Declared ‘Innocent’ After 28 Years in Prison

     WASHINGTON (CN) – A man exonerated by DNA evidence after 28 years in prison for a fatal armed robbery has filed a damning federal complaint against D.C. police.
     Santae Tribble says he was asleep in Maryland at the time police said he was holding up taxi cab driver John McCormick in southeast Washington.
     It was about 3 a.m. on July 26, 1978, and McCormick was just coming home after working a night shift, Tribble says.
     McCormick’s wife heard the commotion outside her window and called the police, who found “found Mr. McCormick on the floor of the porch, his pockets turned out, with a fatal gunshot wound to the chest,” the complaint states.
     Tribble says the widow’s only description of the assailant was that he was black, about the same height as her husband, 5-foot-7, and had obscured his face with a stocking mask.
     “Later that morning, a Metropolitan police officer found the stocking mask that had been used by the perpetrator near the McCormick house,” the May 8 complaint states. “The MPD also recovered the bullet which killed Mr. McCormick.”
     Investigators allegedly linked the bullet that killed McCormick to the same gun that killed the victim of another armed robbery roughly two weeks before.
     Tribble says the spate of armed robberies in the area had everyone on high alert, and that the witless police force had “resorted to simply stopping, and spot checking dozens of individuals on the street in the area where the murders had occurred.”
     “But none of this activity brought them any closer to solving the case,” the 43-page complaint states.
     Tribble says police finally honed in on a lead when a local prostitute who often traded them information for handed officers a .32 caliber weapon that police believed could have been used in both shootings.
     This woman, identified in the complaint as Bobby Jean Bess or B.J. Phillips, told police that she and a friend had bought the gun from Tribble and another man named Cleveland Wright, according to the complaint.
     Tribble, who was 17 at the time, says he “had absolutely nothing to do with the McCormick homicide and robbery,” and neither did Wright.
     “Indeed, the gun was sold in early July before those crimes ever took place, and was not in their possession at the time of those crimes,” the complaint states.

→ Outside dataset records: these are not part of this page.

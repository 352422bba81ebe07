// Guild config storage backends.

pub mod json_store;

pub use json_store::JsonGuildConfigStore;
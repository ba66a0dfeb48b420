use serde::Deserialize;
use std::{fs, io, path::Path};
use thiserror::Error;

#[derive(Debug, Error)]
pub enum ConfigError {
    #[error("could not read config: {0}")]
    Io(#[from] io::Error),
    #[error("could not parse config: {0}")]
    Yaml(#[from] serde_yaml::Error)
}

/// How the console draws the board.
#[derive(Debug, Deserialize, PartialEq, Eq)]
#[serde(default)]
pub struct Config {
    /// Drawn for an empty dark square.
    pub empty_cell: String,
    /// Drawn for a light square.
    pub light_cell: String,
    /// Whether to label columns with letters and rows with numbers.
    pub show_coordinates: bool,
}

impl Default for Config {
    fn default() -> Self {
        Self {
            empty_cell: "----".into(),
            light_cell: "    ".into(),
            show_coordinates: true,
        }
    }
}

impl Config {
    /// Load the config from `path`. A missing file gives the defaults.
    pub fn load(path: Option<&Path>) -> Result<Self, ConfigError> {
        match path {
            Some(p) if p.exists() => Self::parse(&fs::read_to_string(p)?),
            _ => Ok(Self::default()),
        }
    }

    pub fn parse(content: &str) -> Result<Self, ConfigError> {
        Ok(serde_yaml::from_str(content)?)
    }
}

     The police allegedly hauled Tribble and the other man in and tried to pressure confessions from them.
     In addition to Tribble’s “strong alibi,” he says there was another problem: the Kimel-brand gun Phillips had provided could not have fired bullets recovered from the two murders.
     F.I. Industries made the Kimel and “was not one of the three manufacturers that the Firearms Examination Section had previously determined could have made the murder weapon,” Tribble says.

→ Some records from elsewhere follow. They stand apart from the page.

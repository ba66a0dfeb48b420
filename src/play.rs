use crate::board::geometry::tiles_between;
use crate::error::ParseError::BadStringLen;
use crate::error::{ParseError, PlayError};
use crate::tiles::{Coords, Direction, Tile};
use std::fmt::{Display, Formatter};
use std::str::FromStr;

/// A single move of a piece from one tile to another along a diagonal. (Named "Play" rather than
/// "Move" as the lower-cased version of the latter would clash with the Rust keyword.)
///
/// A `Play` is only guaranteed to be diagonal and on the board; whether it is legal depends on the
/// board and is decided by [`GameLogic::validate_play`](crate::game::logic::GameLogic::validate_play).
#[derive(Debug, Eq, PartialEq, Clone, Copy, Hash)]
pub struct Play {
    pub from: Tile,
    pub to: Tile,
    /// The diagonal along which the piece travels.
    pub direction: Direction,
    /// Number of diagonal steps from `from` to `to`.
    pub distance: u8,
}

impl Play {

    /// Create a new [`Play`] from source and destination tiles.
    pub fn from_tiles(src: Tile, dst: Tile) -> Result<Self, PlayError> {
        let offset = Coords::from(dst).row_col_offset_from(Coords::from(src));
        let direction = Direction::of_offset(offset).ok_or(PlayError::NotDiagonal)?;
        Ok(Self { from: src, to: dst, direction, distance: offset.diagonal_len() })
    }

    /// The tiles strictly between origin and destination, nearest to the origin first. Its length
    /// is one less than [`Self::distance`].
    pub fn path(&self) -> Vec<Tile> {
        tiles_between(self.from, self.to)
    }
}

impl FromStr for Play {
    type Err = ParseError;

    /// Parse a play written as two square names joined by `-`, eg, `C3-D4`.
    fn from_str(s: &str) -> Result<Self, Self::Err> {
        let tokens: Vec<&str> = s.split('-').collect();
        if tokens.len() != 2 {
            return Err(BadStringLen(tokens.len()))
        }
        let from = Tile::from_str(tokens[0])?;
        let to = Tile::from_str(tokens[1])?;
        Play::from_tiles(from, to).map_err(ParseError::BadPlay)
    }
}

impl Display for Play {
    fn fmt(&self, f: &mut Formatter<'_>) -> std::fmt::Result {
        write!(f, "{}-{}", self.from, self.to)
    }
}

/// A [`Play`] that is known to be legal on the board it was validated against, together with the
/// tiles of the enemy pieces it jumps. Construct one with
/// [`GameLogic::validate_play`](crate::game::logic::GameLogic::validate_play).
#[derive(Debug, Eq, PartialEq, Clone, Hash)]
pub struct ValidPlay {
    pub play: Play,
    /// Tiles of the pieces captured by this play, nearest to the origin first.
    pub captures: Vec<Tile>,
}

impl ValidPlay {
    pub fn is_capture(&self) -> bool {
        !self.captures.is_empty()
    }
}

impl Display for ValidPlay {
    fn fmt(&self, f: &mut Formatter<'_>) -> std::fmt::Result {
        write!(f, "{}", self.play)?;
        if self.is_capture() {
            write!(f, "x{}",
                self.captures.iter().map(|t| t.to_string()).collect::<Vec<_>>().join("/"))?;
        }
        Ok(())
    }
}

#[cfg(test)]
mod tests {
    use crate::error::ParseError::{BadChar, BadPlay, BadStringLen};
    use crate::error::PlayError::NotDiagonal;
    use crate::play::{Play, ValidPlay};
    use crate::tiles::Direction::{NorthEast, SouthWest};
    use crate::tiles::Tile;
    use std::str::FromStr;

    fn xy(x: u8, y: u8) -> Tile {
        Tile::from_xy(x, y).unwrap()
    }

    #[test]
    fn test_from_tiles() {
        let play = Play::from_tiles(xy(0, 7), xy(3, 4)).unwrap();
        assert_eq!(play.direction, NorthEast);
        assert_eq!(play.distance, 3);
        assert_eq!(play.path(), vec![xy(1, 6), xy(2, 5)]);

        let play = Play::from_tiles(xy(3, 4), xy(2, 5)).unwrap();
        assert_eq!(play.direction, SouthWest);
        assert_eq!(play.distance, 1);
        assert!(play.path().is_empty());

        assert_eq!(Play::from_tiles(xy(3, 4), xy(3, 4)), Err(NotDiagonal));
        assert_eq!(Play::from_tiles(xy(3, 4), xy(5, 5)), Err(NotDiagonal));
    }

    #[test]
    fn test_parse_and_display() {
        let play = Play::from_str("a1-d4").unwrap();
        assert_eq!(play, Play::from_tiles(xy(0, 7), xy(3, 4)).unwrap());
        assert_eq!(play.to_string(), "A1-D4");
        assert_eq!(Play::from_str("a1"), Err(BadStringLen(1)));
        assert_eq!(Play::from_str("a1-d5"), Err(BadPlay(NotDiagonal)));
        assert_eq!(Play::from_str("a1-z5"), Err(BadChar('Z')));

        let vp = ValidPlay { play, captures: vec![xy(1, 6)] };
        assert!(vp.is_capture());
        assert_eq!(vp.to_string(), "A1-D4xB2");
    }
}
/// Board dimensions and diagonal geometry.
pub mod geometry;
/// The contents of the board and its text encodings.
pub mod state;
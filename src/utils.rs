#[cfg(test)]
use crate::board::state::TextBoard;

#[cfg(test)]
/// Creates a [`std::collections::HashSet`] containing the arguments, similar to [`vec!`].
macro_rules! hashset {
    ($( $x: expr ),* ) => {
        {
            let mut tmp = std::collections::HashSet::new();
            $(
                tmp.insert($x);
            )*
            tmp
        }
    };
}

#[cfg(test)]
/// Parse a board fixture written as whitespace-separated cells, one row per line. Any cell
/// containing `_` is an empty square, so fixtures can be padded to line up.
pub(crate) fn text_board(fixture: &str) -> TextBoard {
    fixture.lines()
        .filter(|line| !line.trim().is_empty())
        .map(|line| line.split_whitespace()
            .map(|cell| if cell.contains('_') { String::new() } else { String::from(cell) })
            .collect())
        .collect()
}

     The MPD allegedly decided to bury this evidence and worked to fabricate a case against Tribble, coercing testimony both from Phillips and a recently arrested 16-year-old.
     Years later, this boy admitted that “he had been tricked by the police, and acknowledged that Mr. Wright and Mr. Tribble had done time for crimes they did not commit,” according to the complaint.
     Phillips likewise “has … admitted to lying under oath in this case,” Tribble says.
     Tribble’s persecutors also had one more trick up their sleeves: a hair in the stocking mask that “the FBI falsely reported … matched Mr. Tribble’s hair in all microscopic characteristics.”
     “In 2011, DNA testing of the hairs found in the true perpetrator’s stocking mask conclusively demonstrated that none of the hairs were Mr. Tribble’s,” the complaint states (emphasis in original).
     “In 2012, following these DNA results, a D.C. Superior Court judge vacated Mr. Tribble’s convictions and dismissed the indictment against him with prejudice,” the complaint continues. “The judge subsequently awarded Mr. Tribble a Certificate of Innocence, finding that he was actually innocent of the murder and armed robbery of Mr. McCormick.”
     By that time, however, Tribble says he had already spent 27 years in prison and more than eight years on parole for “a crime he did not commit.”
     Noting that he has “spent the most formative years of his life in prison, separated from his family and friends, including his young son, and robbed of the most basic of freedoms,” Tribble seeks punitive damages.
     The lengthy list of defendants includes Phillips, the District of Columbia, and several detectives and officers who worked for MPD and had direct involvement in Tribble’s arrest and ensuing trial.
     Tribble is represented by Jeffrey Gutman. The attorney has not returned a request for comment.